なくなってみてわかるもの
後藤夕貴
更新日:2004年1月29日
 世の中、それが存在している間は価値観を感じないのに、いざなくなってみて初めて大切さを実感するものがある。
 のっけから深刻そうな話だが、重い雰囲気の話ではないので、まずはご安心を。


 最近ふと思ったこういうパターンの物の中に、「主題歌」というものがある。

 2003年4月6日から、フジテレビで始まった「アストロボーイ鉄腕アトム」
 原作上のアトムの誕生日(の前日)に放送開始という事でかなり話題になっていたアニメだ。
 近年最大級の完成度を誇る映像(セル画だって本当?)を、毎回惜しげもなく提供し、また今までのアニメ版で描かれていなかった描写(アトムのエネルギーキャパシティがめちゃくちゃ膨大であるという設定など)をきちんとこなしていたり、海外の放映事情を考慮したパート切りやマイルドな内容変更と、見所が大変多かった。
 生憎、内容の評価は低いようだが、いずれにしても、アニメ作品としての完成度は著しく高かった事は否定できないだろう。


 だが、この作品は、思わぬところでクレームがついた。
 オープニングの主題歌「true blue」

 
 女性4人のグループバンド・ZONEが歌う最初のオープニングテーマだったが、これに対して局にものすごい数の抗議が殺到したという。
 その内容は、もちろん「どうして“空を越えて〜ラララ星の彼方〜♪”の方を使わないのか?」というものだった。

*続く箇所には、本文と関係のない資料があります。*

impl GraphCanvas {
    /// Canvas with the default renderers
    pub fn new() -> Self {
        Self {
            renderers: ContentRenderers::new(),
            show_grid: true,
            show_status: true,
            menu_rect: None,
        }
    }

    /// Run one frame: feed input, advance deferred work, paint
    pub fn ui(&mut self, ui: &mut egui::Ui, session: &mut EditorSession) {
        let rect = ui.available_rect_before_wrap();
        let response = ui.allocate_rect(rect, egui::Sense::click_and_drag());
        let painter = ui.painter_at(rect);

        session.set_viewport(rect.size());
        session.tick();

        for event in self.collect_input(ui, &response, rect, session) {
            session.handle_input(event);
        }
        session.ensure_lookups();

        if self.show_grid {
            draw_grid(&painter, rect, session);
        }
        draw_connections(&painter, rect, session);
        if let InteractionState::Connect(connect) = session.state() {
            let zoom = session.view().zoom();
            let params = TangentParams {
                factor: session.config().tangent_factor,
                min_length: session.config().min_tangent * zoom,
            };
            let route = router::provisional(connect.origin, connect.from_output, connect.pointer, params);
            let color = match connect.hint {
                ConnectHint::Neutral => Color32::from_gray(200),
                ConnectHint::Valid => COLOR_VALID,
                ConnectHint::Invalid => COLOR_INVALID,
            };
            let offset = rect.min.to_vec2();
            let points = route.sample(CONNECTION_SEGMENTS).into_iter().map(|p| p + offset).collect();
            painter.add(egui::Shape::line(points, Stroke::new(CONNECTION_THICKNESS, color)));
        }
        self.draw_nodes(&painter, rect, session);
        if let InteractionState::BoxSelect(band) = session.state() {
            if band.moved {
                let band_rect = band.rect().translate(rect.min.to_vec2());
                painter.rect_filled(band_rect, 0.0, Color32::from_rgba_unmultiplied(100, 150, 255, 30));
                painter.rect_stroke(band_rect, 0.0, Stroke::new(1.0, COLOR_SELECTED));
            }
        }
        if self.show_status {
            draw_status_bar(ui, rect, session);
        }
        self.context_menu_ui(ui, rect, session);
    }

    fn collect_input(
        &self,
        ui: &egui::Ui,
        response: &egui::Response,
        rect: Rect,
        session: &EditorSession,
    ) -> Vec<InputEvent> {
        let hovered = response.hovered() || ui.rect_contains_pointer(rect);
        let active = !session.state().is_idle();
        let keyboard = (hovered || active) && !ui.ctx().wants_keyboard_input();

        // egui-winit may report clipboard shortcuts both as keys and as
        // clipboard events
        let events: Vec<InputEvent> = ui.input(|i| {
            let has_key = |wanted: Key| {
                i.events.iter().any(|e| {
                    matches!(e, egui::Event::Key { key, pressed: true, modifiers, .. } if *key == wanted && modifiers.command)
                })
            };
            let (copy_key, paste_key) = (has_key(Key::C), has_key(Key::V));
            i.events
                .iter()
                .filter(|e| match e {
                    egui::Event::Copy => !copy_key,
                    egui::Event::Paste(_) => !paste_key,
                    _ => true,
                })
                .filter_map(|e| translate_event(e, rect.min, i.modifiers, i.time))
                .collect()
        });

        let pointer = session.pointer();
        let local_rect = Rect::from_min_size(Pos2::ZERO, rect.size());
        let menu_rect = self.menu_rect.map(|r| r.translate(-rect.min.to_vec2()));
        events
            .into_iter()
            .filter_map(|event| match event {
                InputEvent::PointerPressed { pos, .. } => {
                    let in_menu = menu_rect.is_some_and(|r| r.contains(pos));
                    (local_rect.contains(pos) && !in_menu).then_some(event)
                }
                InputEvent::Scroll { steps, .. } => {
                    hovered.then_some(InputEvent::Scroll { pos: pointer, steps })
                }
                InputEvent::Key { .. } => keyboard.then_some(event),
                _ => Some(event),
            })
            .collect()
    }

    fn draw_nodes(&self, painter: &egui::Painter, rect: Rect, session: &EditorSession) {
        let zoom = session.view().zoom();
        let config = session.config();
        let lookup = session.lookup();
        let offset = rect.min.to_vec2();
        let show_points = zoom >= config.point_zoom_threshold;

        // Index 0 is topmost, so paint back to front
        for node in session.graph().nodes().rev() {
            let Some(entry) = lookup.node(node.id) else {
                continue;
            };
            let screen_rect = entry.rect.translate(offset);
            if !screen_rect.intersects(rect) {
                continue;
            }
            let rounding = NODE_ROUNDING * zoom;
            let selected = session.selection().contains(node.id);

            painter.rect_filled(
                screen_rect.translate(Vec2::splat(NODE_SHADOW_OFFSET)),
                rounding,
                Color32::from_rgba_unmultiplied(0, 0, 0, 60),
            );
            let bg_color = if selected {
                Color32::from_rgb(60, 70, 90)
            } else {
                Color32::from_rgb(45, 45, 48)
            };
            painter.rect_filled(screen_rect, rounding, bg_color);

            let header_rect = entry.header.translate(offset);
            let header_color = if node.errors.any() {
                Color32::from_rgb(150, 60, 60)
            } else if node.is_protected() {
                Color32::from_rgb(90, 110, 80)
            } else {
                Color32::from_rgb(70, 100, 130)
            };
            painter.rect_filled(
                header_rect,
                egui::Rounding {
                    nw: rounding,
                    ne: rounding,
                    sw: 0.0,
                    se: 0.0,
                },
                header_color,
            );
            painter.text(
                header_rect.center(),
                egui::Align2::CENTER_CENTER,
                &node.name,
                egui::FontId::proportional(12.0 * zoom),
                Color32::WHITE,
            );

            let mut rows_bottom = header_rect.bottom();
            for socket in node.sockets() {
                let Some(socket_entry) = lookup.socket(socket.id) else {
                    continue;
                };
                let row = socket_entry.rect.translate(offset);
                rows_bottom = rows_bottom.max(row.bottom());
                let (anchor, align, dx) = match socket.direction {
                    SocketDirection::Input => (row.left_center(), egui::Align2::LEFT_CENTER, SOCKET_LABEL_PADDING),
                    SocketDirection::Output => (row.right_center(), egui::Align2::RIGHT_CENTER, -SOCKET_LABEL_PADDING),
                };
                painter.text(
                    anchor + Vec2::new(dx * zoom, 0.0),
                    align,
                    &socket.name,
                    egui::FontId::proportional(10.0 * zoom),
                    Color32::from_gray(200),
                );

                if show_points {
                    let [r, g, b] = socket.socket_type.color();
                    let color = Color32::from_rgb(r, g, b);
                    let radius = crate::lookup::POINT_RADIUS * zoom;
                    let hover = session.pointer();
                    for point in lookup.points(socket.id) {
                        let pos = point.position + offset;
                        let hovered = point.position.distance(hover) <= radius;
                        let radius = if hovered { radius * 1.3 } else { radius };
                        if socket.is_connected() {
                            painter.circle_filled(pos, radius, color);
                        }
                        painter.circle_stroke(pos, radius, Stroke::new(1.5, color));
                    }
                }
            }

            let body = Rect::from_min_max(Pos2::new(screen_rect.left(), rows_bottom), screen_rect.max);
            self.renderers.get(&node.type_id).paint(painter, node, body, zoom);

            if selected {
                painter.rect_stroke(screen_rect, rounding, Stroke::new(2.0, COLOR_SELECTED));
            }
        }
    }

    fn context_menu_ui(&mut self, ui: &egui::Ui, rect: Rect, session: &mut EditorSession) {
        let Some((target, pos)) = session.context_menu().copied() else {
            self.menu_rect = None;
            return;
        };

        let mut action = None;
        let area = egui::Area::new(egui::Id::new("flowgraph_context_menu"))
            .fixed_pos(pos + rect.min.to_vec2())
            .order(egui::Order::Foreground)
            .show(ui.ctx(), |ui| {
                egui::Frame::popup(ui.style()).show(ui, |ui| {
                    ui.set_min_width(140.0);
                    action = menu_items(ui, session, target);
                });
            });
        self.menu_rect = Some(area.response.rect);

        if let Some(action) = action {
            session.take_context_menu();
            self.menu_rect = None;
            apply_menu_action(session, action);
        }
    }
}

 かくいう私も、(間違いなく使われないという確証はあったものの)この意見には同意だった。
 2003年にスタートする番組にしては古臭過ぎる歌詞・曲調ではあるけれど、アトムの主題歌は、ちょっと特殊な位置付けにあると言ってもいい。
 色々な世代の人達が見ていた作品のリメイクな訳だから、これは当然の反応だろう。


 「鉄人28号」もこれまで何度か映像化されたが、シリーズをまたいで同じ主題歌を使用したケースはなく、個人的な思い入れはともかく、世代を超越して「これが鉄人のテーマだ」と定められた物は存在しない。
 かの「サイボーグ009」も、『吹きすさぶ風がよく似合う…』の方が強いイメージを残すように思うが、世代によっては『赤いマフラーなびかせて…』の方がピンと来る人もいる(最新版のアレは論外として)。

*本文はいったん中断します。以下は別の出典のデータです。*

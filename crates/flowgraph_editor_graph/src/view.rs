// SPDX-License-Identifier: MIT OR Apache-2.0
//! View transform between grid space and canvas (world) space.
//!
//! `world = grid * zoom + pan`. World coordinates are pixels relative to the
//! canvas' top-left corner.

use crate::node::NodeId;
use egui::{Pos2, Rect, Vec2};
use serde::{Deserialize, Serialize};

/// Round a zoom factor to two decimals
pub fn round_zoom(zoom: f32) -> f32 {
    (zoom * 100.0).round() / 100.0
}

/// Snap a grid position to the nearest multiple of `cell`
pub fn snap(position: [f32; 2], cell: f32) -> [f32; 2] {
    if cell <= 0.0 {
        return position;
    }
    [
        (position[0] / cell).round() * cell,
        (position[1] / cell).round() * cell,
    ]
}

/// Pan/zoom state of a canvas
#[derive(Debug, Clone, Copy, PartialEq)]
pub struct ViewTransform {
    /// Zoom factor, clamped and rounded to two decimals
    zoom: f32,
    /// World-space offset of the grid origin
    pub pan: Vec2,
    /// Canvas size in world units
    pub viewport: Vec2,
    min_zoom: f32,
    max_zoom: f32,
}

impl ViewTransform {
    /// Create a transform with zoom 1 and the grid origin at the canvas origin
    pub fn new(min_zoom: f32, max_zoom: f32) -> Self {
        Self {
            zoom: 1.0_f32.clamp(min_zoom, max_zoom),
            pan: Vec2::ZERO,
            viewport: Vec2::new(1280.0, 720.0),
            min_zoom,
            max_zoom,
        }
    }

    /// Current zoom
    pub fn zoom(&self) -> f32 {
        self.zoom
    }

    /// Zoom bounds
    pub fn zoom_range(&self) -> (f32, f32) {
        (self.min_zoom, self.max_zoom)
    }

    /// Visible canvas rect in world space
    pub fn viewport_rect(&self) -> Rect {
        Rect::from_min_size(Pos2::ZERO, self.viewport)
    }

    /// Convert grid position to world position
    pub fn grid_to_world(&self, grid: Pos2) -> Pos2 {
        Pos2::new(grid.x * self.zoom + self.pan.x, grid.y * self.zoom + self.pan.y)
    }

    /// Convert world position to grid position
    pub fn world_to_grid(&self, world: Pos2) -> Pos2 {
        Pos2::new(
            (world.x - self.pan.x) / self.zoom,
            (world.y - self.pan.y) / self.zoom,
        )
    }

    /// Convert a grid-space rect to world space
    pub fn grid_rect_to_world(&self, rect: Rect) -> Rect {
        Rect::from_min_max(self.grid_to_world(rect.min), self.grid_to_world(rect.max))
    }

    /// Convert a world-space delta to a grid-space delta
    pub fn world_delta_to_grid(&self, delta: Vec2) -> Vec2 {
        delta / self.zoom
    }

    /// Clamp and round a prospective zoom value
    pub fn clamp_zoom(&self, zoom: f32) -> f32 {
        round_zoom(zoom.clamp(self.min_zoom, self.max_zoom)).clamp(self.min_zoom, self.max_zoom)
    }

    /// Set zoom keeping the viewport center fixed
    pub fn set_zoom(&mut self, zoom: f32) {
        let center = self.viewport_rect().center();
        self.zoom_around(center, zoom);
    }

    /// Zoom by `steps` increments of `step`, keeping the grid point under
    /// `cursor` fixed on screen.
    pub fn zoom_at(&mut self, cursor: Pos2, steps: f32, step: f32) {
        let target = self.zoom + steps * step;
        self.zoom_around(cursor, target);
    }

    fn zoom_around(&mut self, anchor: Pos2, zoom: f32) {
        let new_zoom = self.clamp_zoom(zoom);
        if new_zoom == self.zoom {
            return;
        }
        let grid = self.world_to_grid(anchor);
        // The anchor's grid offset scaled by the zoom change
        self.pan -= grid.to_vec2() * (new_zoom - self.zoom);
        self.zoom = new_zoom;
    }

    /// Pan by a raw world-space delta
    pub fn pan_by(&mut self, delta: Vec2) {
        self.pan += delta;
    }

    /// Center the view on a grid-space rect, zooming out if needed so it fits
    pub fn frame(&mut self, grid_rect: Rect, margin: f32) {
        if !grid_rect.is_finite() || grid_rect.width() <= 0.0 || grid_rect.height() <= 0.0 {
            return;
        }
        let available = (self.viewport - Vec2::splat(margin * 2.0)).max(Vec2::splat(1.0));
        let fit = (available.x / grid_rect.width()).min(available.y / grid_rect.height());
        self.zoom = self.clamp_zoom(fit.min(1.0));
        let center = grid_rect.center();
        self.pan = self.viewport_rect().center().to_vec2() - center.to_vec2() * self.zoom;
    }

    /// Capture the transform part of a [`ViewState`]
    pub fn capture(&self) -> (f32, [f32; 2]) {
        (self.zoom, [self.pan.x, self.pan.y])
    }

    /// Restore a captured zoom/pan verbatim (zoom still clamped to bounds)
    pub fn restore(&mut self, zoom: f32, pan: [f32; 2]) {
        self.zoom = self.clamp_zoom(zoom);
        self.pan = Vec2::new(pan[0], pan[1]);
    }
}

impl Default for ViewTransform {
    fn default() -> Self {
        Self::new(0.1, 4.0)
    }
}

/// Per-tab view state restored verbatim when returning to a tab
#[derive(Debug, Clone, PartialEq, Serialize, Deserialize)]
pub struct ViewState {
    /// Zoom factor
    pub zoom: f32,
    /// Pan offset
    pub pan: [f32; 2],
    /// Selected nodes
    pub selection: Vec<NodeId>,
    /// Whether the graph itself was the selected object
    pub graph_selected: bool,
}

impl Default for ViewState {
    fn default() -> Self {
        Self {
            zoom: 1.0,
            pan: [0.0, 0.0],
            selection: Vec::new(),
            graph_selected: false,
        }
    }
}
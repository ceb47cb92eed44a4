// SPDX-License-Identifier: MIT OR Apache-2.0
//! Flow graph editing core.
//!
//! This crate provides the model and editing machinery behind the flow
//! graph editor:
//! - Graph model: nodes, sockets and connections with arity rules
//! - View transform and spatial lookup maps for hit testing
//! - Connection routing between anchor points
//! - Snapshot-based undo/redo
//! - Pointer/keyboard interaction state machine
//! - Clipboard, subgraph tabs and RON persistence
//!
//! ## Architecture
//!
//! [`EditorSession`] owns one root [`Graph`] and every cache around it. All
//! mutation goes through the session, which records undo, invalidates
//! lookups and publishes [`EditorEvent`]s. The [`canvas`] module adapts a
//! session to an egui `Ui`.

pub mod socket;
pub mod connection;
pub mod node;
pub mod graph;
pub mod registry;
pub mod config;
pub mod view;
pub mod lookup;
pub mod router;
pub mod history;
pub mod selection;
pub mod events;
pub mod clipboard;
pub mod tabs;
pub mod persistence;
pub mod session;
pub mod interaction;
pub mod canvas;

pub use socket::{Socket, SocketArity, SocketDirection, SocketId, SocketType};
pub use connection::{Connection, ConnectionId};
pub use node::{Node, NodeId, NodeKind};
pub use graph::{ConnectionError, Graph, RemoveMode, ReorderDirection, RepairReport};
pub use registry::{create_flow_registry, NodeTypeDescriptor, NodeTypeRegistry, RegistryError};
pub use config::{ConfigError, EditorConfig};
pub use view::{ViewState, ViewTransform};
pub use lookup::LookupMaps;
pub use history::{History, UndoStack};
pub use selection::Selection;
pub use events::{ContextTarget, EditorEvent};
pub use clipboard::Clipboard;
pub use tabs::TabStack;
pub use persistence::{GraphStore, PersistenceError, RonGraphStore};
pub use session::{EditorError, EditorSession, SessionAction};
pub use interaction::{ConnectHint, InputEvent, InteractionState};
pub use canvas::GraphCanvas;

 しかし「アトム」の場合は、これらとはまったく存在異議が違う。


 '80年に日本テレビで1年間放映されたバージョンは、正当に手塚プロの手を加えられて制作した、ある意味で最後のアトム映像化であった。
 こちらの主題歌は、旧作版の「少年合唱団」風ヴォーカルイメージだけは継承しつつも、まったく新しく、ベースの響きも鮮烈な大変ノリの良いアレンジバージョンに作り変えてしまった。
 またこの主題歌は、毎回アトムの活躍場面にも使用され、その斬新なアレンジも相俟って素晴らしい迫力と興奮を生み出していた。

 20年以上経った現在でも、私はこの曲がかかると血湧き肉踊る(笑)。

 いや実際、邦楽全般を考慮に入れても、カバー曲でこれだけ高い完成度を誇っているものには、私はいまだにお目にかかった事がない。

 この、いわゆる「新・鉄腕アトム」と呼ばれている版をリアルタイムで視聴していた人達にとって、主題歌はかけがえのないものになっていた筈なのだ。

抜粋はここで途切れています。